**Requirement**
On how many lines of these entries does the word "filename" occur? State the number alone.

[Collected data]
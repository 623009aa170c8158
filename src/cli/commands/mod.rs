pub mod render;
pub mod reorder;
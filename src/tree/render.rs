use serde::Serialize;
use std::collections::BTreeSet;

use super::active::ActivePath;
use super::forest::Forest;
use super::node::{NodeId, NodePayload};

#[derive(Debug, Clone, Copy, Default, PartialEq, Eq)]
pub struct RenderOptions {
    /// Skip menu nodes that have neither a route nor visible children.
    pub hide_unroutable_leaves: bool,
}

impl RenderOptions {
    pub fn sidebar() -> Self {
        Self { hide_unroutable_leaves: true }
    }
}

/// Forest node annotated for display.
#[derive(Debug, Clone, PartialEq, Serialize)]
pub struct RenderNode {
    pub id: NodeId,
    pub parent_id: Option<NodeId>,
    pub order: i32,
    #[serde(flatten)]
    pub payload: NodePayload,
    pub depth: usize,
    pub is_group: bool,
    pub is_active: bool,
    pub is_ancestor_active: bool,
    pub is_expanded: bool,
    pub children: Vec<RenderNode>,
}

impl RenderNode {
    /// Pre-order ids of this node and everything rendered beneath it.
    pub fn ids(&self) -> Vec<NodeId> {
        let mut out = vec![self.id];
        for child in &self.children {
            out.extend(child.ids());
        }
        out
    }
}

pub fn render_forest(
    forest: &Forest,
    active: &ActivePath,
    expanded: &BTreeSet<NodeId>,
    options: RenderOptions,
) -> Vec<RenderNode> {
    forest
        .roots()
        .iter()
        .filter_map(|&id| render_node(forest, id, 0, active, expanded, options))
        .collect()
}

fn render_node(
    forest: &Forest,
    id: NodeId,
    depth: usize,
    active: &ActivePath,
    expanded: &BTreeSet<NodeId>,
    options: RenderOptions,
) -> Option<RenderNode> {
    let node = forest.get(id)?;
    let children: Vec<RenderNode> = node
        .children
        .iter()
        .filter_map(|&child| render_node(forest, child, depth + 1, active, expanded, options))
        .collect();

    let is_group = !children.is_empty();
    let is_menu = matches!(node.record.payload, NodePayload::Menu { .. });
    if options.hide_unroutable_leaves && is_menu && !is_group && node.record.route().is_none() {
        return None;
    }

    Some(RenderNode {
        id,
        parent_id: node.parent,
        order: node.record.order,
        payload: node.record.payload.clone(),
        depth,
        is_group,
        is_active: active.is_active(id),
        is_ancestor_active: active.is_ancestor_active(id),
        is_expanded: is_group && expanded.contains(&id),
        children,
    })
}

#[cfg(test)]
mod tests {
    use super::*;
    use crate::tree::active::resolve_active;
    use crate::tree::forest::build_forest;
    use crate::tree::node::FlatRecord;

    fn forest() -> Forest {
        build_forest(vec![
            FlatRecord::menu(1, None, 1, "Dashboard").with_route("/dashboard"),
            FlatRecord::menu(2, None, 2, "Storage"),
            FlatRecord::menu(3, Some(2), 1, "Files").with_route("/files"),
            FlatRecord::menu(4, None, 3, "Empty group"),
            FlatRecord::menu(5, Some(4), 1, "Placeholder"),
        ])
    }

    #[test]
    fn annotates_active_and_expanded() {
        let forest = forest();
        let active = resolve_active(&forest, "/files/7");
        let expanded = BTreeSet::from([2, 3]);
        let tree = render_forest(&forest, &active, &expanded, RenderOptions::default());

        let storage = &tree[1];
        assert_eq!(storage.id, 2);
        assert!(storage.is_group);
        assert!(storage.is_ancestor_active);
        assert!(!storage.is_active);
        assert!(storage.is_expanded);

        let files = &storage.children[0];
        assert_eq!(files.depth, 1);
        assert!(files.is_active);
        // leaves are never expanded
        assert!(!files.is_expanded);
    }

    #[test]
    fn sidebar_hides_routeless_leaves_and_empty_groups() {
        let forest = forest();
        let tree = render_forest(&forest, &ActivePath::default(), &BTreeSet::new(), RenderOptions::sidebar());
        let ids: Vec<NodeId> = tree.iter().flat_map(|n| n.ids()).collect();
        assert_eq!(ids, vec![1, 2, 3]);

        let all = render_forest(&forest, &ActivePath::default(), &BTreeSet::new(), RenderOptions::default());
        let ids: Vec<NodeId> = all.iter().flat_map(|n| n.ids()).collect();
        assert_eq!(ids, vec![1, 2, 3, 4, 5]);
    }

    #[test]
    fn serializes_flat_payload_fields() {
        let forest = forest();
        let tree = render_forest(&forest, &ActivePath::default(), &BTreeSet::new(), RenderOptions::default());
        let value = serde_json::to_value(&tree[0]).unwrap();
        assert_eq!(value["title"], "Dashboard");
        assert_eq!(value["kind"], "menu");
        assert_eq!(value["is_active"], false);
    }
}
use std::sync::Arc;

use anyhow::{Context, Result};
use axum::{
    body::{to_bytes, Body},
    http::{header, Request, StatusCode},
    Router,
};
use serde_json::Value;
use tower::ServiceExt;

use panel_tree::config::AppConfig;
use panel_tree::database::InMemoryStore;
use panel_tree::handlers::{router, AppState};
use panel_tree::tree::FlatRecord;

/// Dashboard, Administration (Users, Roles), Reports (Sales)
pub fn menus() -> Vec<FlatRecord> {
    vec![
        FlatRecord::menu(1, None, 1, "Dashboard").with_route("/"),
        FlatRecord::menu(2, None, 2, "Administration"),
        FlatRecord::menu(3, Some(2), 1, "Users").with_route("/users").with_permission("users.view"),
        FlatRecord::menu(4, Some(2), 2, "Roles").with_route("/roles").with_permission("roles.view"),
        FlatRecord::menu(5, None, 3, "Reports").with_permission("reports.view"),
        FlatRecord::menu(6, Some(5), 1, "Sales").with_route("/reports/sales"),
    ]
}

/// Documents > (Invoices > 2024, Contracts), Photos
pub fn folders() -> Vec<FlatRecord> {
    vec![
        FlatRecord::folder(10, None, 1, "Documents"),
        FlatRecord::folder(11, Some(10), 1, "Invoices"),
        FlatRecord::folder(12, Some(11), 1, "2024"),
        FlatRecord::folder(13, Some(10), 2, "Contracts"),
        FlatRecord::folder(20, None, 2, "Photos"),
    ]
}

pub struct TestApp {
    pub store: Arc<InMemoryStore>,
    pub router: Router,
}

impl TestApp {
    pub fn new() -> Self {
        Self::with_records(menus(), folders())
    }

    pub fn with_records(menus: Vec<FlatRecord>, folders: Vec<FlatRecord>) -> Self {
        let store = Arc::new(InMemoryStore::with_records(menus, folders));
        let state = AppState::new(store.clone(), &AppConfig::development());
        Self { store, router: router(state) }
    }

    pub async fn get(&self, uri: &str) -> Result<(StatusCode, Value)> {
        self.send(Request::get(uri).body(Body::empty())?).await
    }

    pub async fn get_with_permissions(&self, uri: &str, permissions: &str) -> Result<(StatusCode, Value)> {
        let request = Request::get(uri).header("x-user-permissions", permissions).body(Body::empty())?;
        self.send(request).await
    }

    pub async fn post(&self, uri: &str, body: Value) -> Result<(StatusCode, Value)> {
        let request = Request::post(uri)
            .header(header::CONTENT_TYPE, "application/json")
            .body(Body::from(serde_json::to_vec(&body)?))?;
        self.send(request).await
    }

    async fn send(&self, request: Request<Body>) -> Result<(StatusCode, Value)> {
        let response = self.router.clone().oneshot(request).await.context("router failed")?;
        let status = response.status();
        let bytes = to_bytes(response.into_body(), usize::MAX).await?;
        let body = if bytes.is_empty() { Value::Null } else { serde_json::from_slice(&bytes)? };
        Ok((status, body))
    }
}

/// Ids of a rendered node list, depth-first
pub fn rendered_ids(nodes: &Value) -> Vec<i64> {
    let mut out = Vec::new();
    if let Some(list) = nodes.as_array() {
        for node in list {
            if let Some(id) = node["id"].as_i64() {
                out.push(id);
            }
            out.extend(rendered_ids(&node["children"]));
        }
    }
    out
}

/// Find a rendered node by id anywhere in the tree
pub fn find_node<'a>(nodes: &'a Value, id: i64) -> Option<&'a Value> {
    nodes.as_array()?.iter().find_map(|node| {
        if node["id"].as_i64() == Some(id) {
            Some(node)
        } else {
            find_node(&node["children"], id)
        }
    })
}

**Your solution**
2